By the late nineteenth century, England was in a turbulent transition between two competing orders of economy and governance. The long-enduring, essentially feudal aristocracy, in which ancient, landed gentry dominated the culture and economy of many communities, was challenged by those who believed that acquired wealth and civil accomplishment should be the basis for political authority. Although associations among wealth, power, and privilege continued to dominate, the concept of heredity as a source of cultural authority was in Hardy's time in the process of a well-deserved and long-overdue dismantling.
In Tess, the idea of inherited status is satirized at the beginning of the narrative when Jack Durbeyfield, a ne'er-do-well beekeeper with a predilection for drink, learns from a meddling parson that his family is descended from the noble D'Urberville clan of the era when knights were economic, political, and social, forces. "Sir John" Derbyfield and his malapropistic spouse expose the sheer ridiculousness of caste, estate, and privilege when they not only take on airs among the Marlott village, but assume that their branch of a near-extinct family is better than other branches that have died out or have survived in some diluted fashion. The drunker Sir John gets while celebrating his new-found importance, the more impressive his ancestors become. He has "finer skillentons [skeletons (in his closet)] than any man in Wessex!"
Hardy mocks the automatic association of worth and respect with wealth and fortune through Jack's transformation, but his generally amusing wife Joan reveals a more mercenary side to the system of inherited wealth. She develops a plan to send their beautiful eldest daughter to "claim kin" with a wealthy distant relative, but her backup plan, as she divulges to the younger children, is finally to marry Tess off to Mrs. D'Urberville's son. And Joan is not particularly scrupulous about whether, or by how many months, this marriage precedes motherhood. After Tess departs to work as a poultry keeper, Joan remarks to her husband, "And if he don't marry her afore, he will after." Although Tess wants no part of this claiming kin arrangement, the lure of power and wealth, and her own guilt at carelessly causing the death of the family's only horse, are enough to propel her, innocent as she is, into the intrigues and expectations of a caste society.

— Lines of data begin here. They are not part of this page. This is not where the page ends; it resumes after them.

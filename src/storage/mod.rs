//! # 저장소 파사드(Storage Facade)
//!
//! 애플리케이션의 나머지 부분은 이 모듈의 `Storage` 트레이트만 사용합니다.
//! 실제 저장 위치는 시작할 때 한 번, 주입된 `StorageConfig`로 결정됩니다.
//!
//! ```text
//!                    ┌──────────────────────┐
//!   routes/services →│  Arc<dyn Storage>    │
//!                    └─────────┬────────────┘
//!              ┌───────────────┴───────────────┐
//!      LocalStorage (JSON 파일)        RelationalStorage (SQLite, sqlx)
//! ```
//!
//! 현재 로그인한 사용자 포인터(`DeviceSession`)는 저장소 종류와 관계없이
//! 항상 이 기기의 로컬 파일에 저장됩니다.
//!
//! ## 공통 계약
//! - `add_*`: 저장소가 ID와 생성 시각을 부여한 레코드를 반환
//! - `update_*`: 병합된 레코드를 반환, 없는 ID는 두 저장소 모두 `NotFound`
//! - `delete_multiple_*`: 트랜잭션이 아닌 "최선 노력" 일괄 삭제: 실패한 ID를 기록하고 계속 진행
//! - 자연키 중복은 저장소가 최종적으로 거부합니다 (`Conflict`)

pub mod kv;
pub mod local;
pub mod relational;
pub mod session;

pub use kv::KeyValueStore;
pub use local::LocalStorage;
pub use relational::RelationalStorage;
pub use session::DeviceSession;

use std::sync::Arc;

use async_trait::async_trait;
use chrono::NaiveDate;

use crate::{
    config::StorageConfig,
    error::AppError,
    models::*,
    services::auth,
};

/// 부트스트랩 관리자 계정의 고정 식별자(DNI)
pub const BOOTSTRAP_ADMIN_DNI: &str = "admin";
const BOOTSTRAP_ADMIN_NAME: &str = "Administrador";
const BOOTSTRAP_ADMIN_PASSWORD: &str = "admin123";

/// 실제로 선택된 저장소 종류
#[derive(Debug, Clone, Copy, PartialEq, Eq)]
pub enum StorageMode {
    Local,
    Relational,
}

impl StorageMode {
    pub fn as_str(&self) -> &'static str {
        match self {
            StorageMode::Local => "local",
            StorageMode::Relational => "relational",
        }
    }
}

/// 모든 저장소가 구현하는 비동기 인터페이스
///
/// `#[async_trait]`: 트레이트 객체(`dyn Storage`)에서 async fn을 쓸 수 있게 해주는 매크로
#[async_trait]
pub trait Storage: Send + Sync {
    fn mode(&self) -> StorageMode;

    // ── 사용자 ──
    async fn get_users(&self) -> Result<Vec<User>, AppError>;
    async fn get_user(&self, id: &str) -> Result<Option<User>, AppError>;
    async fn get_user_by_dni(&self, dni: &str) -> Result<Option<User>, AppError>;
    /// `password`는 호출하는 쪽에서 이미 해싱된 값이어야 합니다.
    async fn add_user(&self, user: NewUser) -> Result<User, AppError>;
    async fn update_user(&self, id: &str, patch: UserPatch) -> Result<User, AppError>;
    /// 사용자의 교사 할당과 기록부도 함께 삭제됩니다.
    async fn delete_user(&self, id: &str) -> Result<(), AppError>;

    async fn get_users_by_role(&self, role: UserRole) -> Result<Vec<User>, AppError> {
        let users = self.get_users().await?;
        Ok(users.into_iter().filter(|u| u.role == role).collect())
    }

    async fn delete_multiple_users(&self, ids: &[String]) -> Result<BatchDeleteReport, AppError> {
        let mut report = BatchDeleteReport::default();
        for id in ids {
            report.record(id, self.delete_user(id).await);
        }
        Ok(report)
    }

    // ── 과목 ──
    async fn get_subjects(&self) -> Result<Vec<Subject>, AppError>;
    async fn add_subject(&self, subject: NewSubject) -> Result<Subject, AppError>;
    async fn update_subject(&self, id: &str, patch: SubjectPatch) -> Result<Subject, AppError>;
    /// 과목-과정 연결, 교사 할당, 기록부가 함께 삭제됩니다.
    async fn delete_subject(&self, id: &str) -> Result<(), AppError>;

    async fn delete_multiple_subjects(
        &self,
        ids: &[String],
    ) -> Result<BatchDeleteReport, AppError> {
        let mut report = BatchDeleteReport::default();
        for id in ids {
            report.record(id, self.delete_subject(id).await);
        }
        Ok(report)
    }

    // ── 전공 ──
    async fn get_especialidades(&self) -> Result<Vec<Especialidad>, AppError>;
    async fn add_especialidad(&self, especialidad: NewEspecialidad)
        -> Result<Especialidad, AppError>;
    /// 과정이 참조 중인 전공은 삭제할 수 없습니다 (`Conflict`).
    async fn delete_especialidad(&self, id: &str) -> Result<(), AppError>;

    // ── 과정 ──
    async fn get_courses(&self) -> Result<Vec<Course>, AppError>;
    async fn add_course(&self, course: NewCourse) -> Result<Course, AppError>;
    async fn update_course(&self, id: &str, patch: CoursePatch) -> Result<Course, AppError>;
    /// 과목-과정 연결, 교사 할당, 기록부가 함께 삭제됩니다.
    async fn delete_course(&self, id: &str) -> Result<(), AppError>;

    async fn delete_multiple_courses(&self, ids: &[String]) -> Result<BatchDeleteReport, AppError> {
        let mut report = BatchDeleteReport::default();
        for id in ids {
            report.record(id, self.delete_course(id).await);
        }
        Ok(report)
    }

    // ── 과목-과정 연결 ──
    async fn get_subject_courses(&self) -> Result<Vec<SubjectCourse>, AppError>;
    async fn add_subject_course(&self, link: NewSubjectCourse) -> Result<SubjectCourse, AppError>;
    async fn delete_subject_course(&self, id: &str) -> Result<(), AppError>;

    // ── 교사 할당 ──
    async fn get_teacher_subjects(&self) -> Result<Vec<TeacherSubject>, AppError>;
    async fn add_teacher_subject(
        &self,
        assignment: NewTeacherSubject,
    ) -> Result<TeacherSubject, AppError>;
    async fn delete_teacher_subject(&self, id: &str) -> Result<(), AppError>;

    async fn delete_multiple_teacher_subjects(
        &self,
        ids: &[String],
    ) -> Result<BatchDeleteReport, AppError> {
        let mut report = BatchDeleteReport::default();
        for id in ids {
            report.record(id, self.delete_teacher_subject(id).await);
        }
        Ok(report)
    }

    // ── 수업 기록부 ──
    async fn get_logbooks(&self) -> Result<Vec<Logbook>, AppError>;
    async fn get_logbook(&self, id: &str) -> Result<Option<Logbook>, AppError>;
    async fn get_logbook_by_assignment(
        &self,
        teacher_id: &str,
        subject_id: &str,
        course_id: &str,
    ) -> Result<Option<Logbook>, AppError>;

    /// 기록부를 저장합니다.
    ///
    /// ID로 먼저 찾고, 없으면 (교사, 과목, 과정) 조합으로 찾습니다.
    /// 찾으면 수업 목록을 통째로 바꾸고 `updated_at`을 갱신(감소하지 않음)하며,
    /// 못 찾으면 새로 삽입합니다.
    /// 이미 교장 검증된 수업의 검증 정보는 들어온 값과 관계없이 유지됩니다.
    async fn add_or_update_logbook(&self, logbook: Logbook) -> Result<Logbook, AppError>;

    /// 기록부 끝에 수업 하나를 추가합니다.
    ///
    /// 기록부 읽기와 쓰기가 한 잠금(관계형: 한 트랜잭션) 안에서 일어나므로
    /// 동시에 추가된 수업이 사라지거나 같은 수업 번호를 받지 않습니다.
    async fn append_session(
        &self,
        logbook_id: &str,
        input: NewSession,
        today: NaiveDate,
    ) -> Result<ClassSession, AppError>;

    /// 수업 하나에 변경을 적용합니다. 값이 바뀌었을 때만 저장하며 그 여부를 함께 반환합니다.
    async fn update_session(
        &self,
        logbook_id: &str,
        session_id: &str,
        change: SessionChange,
    ) -> Result<(ClassSession, bool), AppError>;

    /// 할당에 해당하는 기록부를 반환하고, 없으면 **빈 기록부를 만들어 저장**합니다.
    ///
    /// 교사 대시보드가 처음 열릴 때 호출되는 명시적인 "없으면 생성" 연산입니다.
    async fn get_or_create_logbook(
        &self,
        teacher_id: &str,
        subject_id: &str,
        course_id: &str,
    ) -> Result<Logbook, AppError> {
        if let Some(existing) = self
            .get_logbook_by_assignment(teacher_id, subject_id, course_id)
            .await?
        {
            return Ok(existing);
        }
        tracing::info!(teacher_id, subject_id, course_id, "creating logbook on first access");
        self.add_or_update_logbook(Logbook::new(teacher_id, subject_id, course_id))
            .await
    }

    /// 부트스트랩 관리자 계정이 없을 때만 만듭니다. 여러 번 호출해도 안전합니다.
    ///
    /// 새로 만들었으면 `true`를 반환합니다.
    async fn initialize_data(&self) -> Result<bool, AppError> {
        if self.get_user_by_dni(BOOTSTRAP_ADMIN_DNI).await?.is_some() {
            return Ok(false);
        }
        let password = auth::hash_password(BOOTSTRAP_ADMIN_PASSWORD)?;
        self.add_user(NewUser {
            dni: BOOTSTRAP_ADMIN_DNI.to_string(),
            name: BOOTSTRAP_ADMIN_NAME.to_string(),
            password,
            role: UserRole::Admin,
        })
        .await?;
        tracing::info!("bootstrap admin account created");
        Ok(true)
    }
}

/// 설정에 따라 저장소를 하나 만듭니다.
///
/// 관계형 저장소 연결에 실패해도 프로세스를 중단하지 않습니다.
/// 대신 읽기는 빈 목록, 쓰기는 `NotConfigured`를 반환하는 상태로 동작합니다.
pub async fn connect(config: &StorageConfig) -> Arc<dyn Storage> {
    match config {
        StorageConfig::Local { data_dir } => {
            tracing::info!("Using local storage at {}", data_dir.display());
            Arc::new(LocalStorage::new(data_dir))
        }
        StorageConfig::Remote { url, key } => match RelationalStorage::connect(url, key).await {
            Ok(storage) => {
                tracing::info!("Using relational storage");
                Arc::new(storage)
            }
            Err(e) => {
                tracing::error!("Relational storage unavailable: {}", e);
                Arc::new(RelationalStorage::unavailable())
            }
        },
    }
}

The efforts to seduce Tess by the D'Urberville son also operate on assumptions about the rights of the privileged class. Alec constantly refers to Tess as his "poor cousin" and uses his wealth and class as bases for pressing his affections on her. He drives his carriage recklessly to force her into favors which we would today call sexual harassment, and he takes full advantage of her status as a poor relation to impose on her sexually. Even the scene in which Alec rapes Tess—and although Hardy does not use the word "rape," the liaison involves his forcing himself on a young woman who is exhausted and nearly asleep—is preceded by a show of hierarchical deference. Tess innocently arouses the ire of one Car Dutch, a formidable young woman dubbed the Queen of Spades who works at the D'Urberville estates, after an evening of carousing at which Alec offers to escort Tess home, but she demurs, citing her obligation to the group with whom she came. When the Queen demands that Tess engage in a fistfight over an unintended insult, Alec rides into the group and insists that the fighting stop. Despite her belligerence, the Queen and all the other country folk defer to Alec's hierarchical authority, although he has nothing except his horse and his name to enforce his power. Moreover, Car's mother jokingly predicts that Tess is headed "[o]ut of the frying-pan into the fire"; although they are drunk and Car has designated Tess "the other" by singling her out as an enemy, still the members of the working-class do not question her potential danger as a young woman riding on the heath with a known philanderer, nor do they think it is their obligation to protect, or even concern themselves with her probable fate. Additionally, it never occurs to Tess that she is in fact a victim of class inequity. She takes the whole encounter with Alec as her own responsibility, even though what happens in the Chase is really rape—but an assault whose foundation is at least as much a perception of the rights of the ruling class over the poor as the superior force of a cad like D'Urberville.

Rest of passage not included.